─── Source data ───
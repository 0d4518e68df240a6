mod config;
mod error;
pub mod layout;
mod resolve;

pub use config::{
    config_file_path, load_or_default, save, workspace_root, NavConfig, CONFIG_FILE_NAME,
};
pub use error::NavError;
pub use layout::{
    ensure_dir, WeekLayout, CLASSWORK_SUBDIR, HOMEWORK_ANSWERS_SUBDIR, HOMEWORK_SRC_SUBDIR,
    HOMEWORK_SUBDIR,
};
pub use resolve::{find_latest, list_entry_names, LeafMode, NavRequest, Navigator};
───
-- The task --
Set down the records once more, character for character.

-- Response to the exercise --
repository 0d4518e68df240a6
mod config;
mod error;
pub mod layout;
mod resolve;

pub use config::{
    config_file_path, load_or_default, save, workspace_root, NavConfig, CONFIG_FILE_NAME,
};
pub use error::NavError;
pub use layout::{
    ensure_dir, WeekLayout, CLASSWORK_SUBDIR, HOMEWORK_ANSWERS_SUBDIR, HOMEWORK_SRC_SUBDIR,
    HOMEWORK_SUBDIR,
};
pub use resolve::{find_latest, list_entry_names, LeafMode, NavRequest, Navigator};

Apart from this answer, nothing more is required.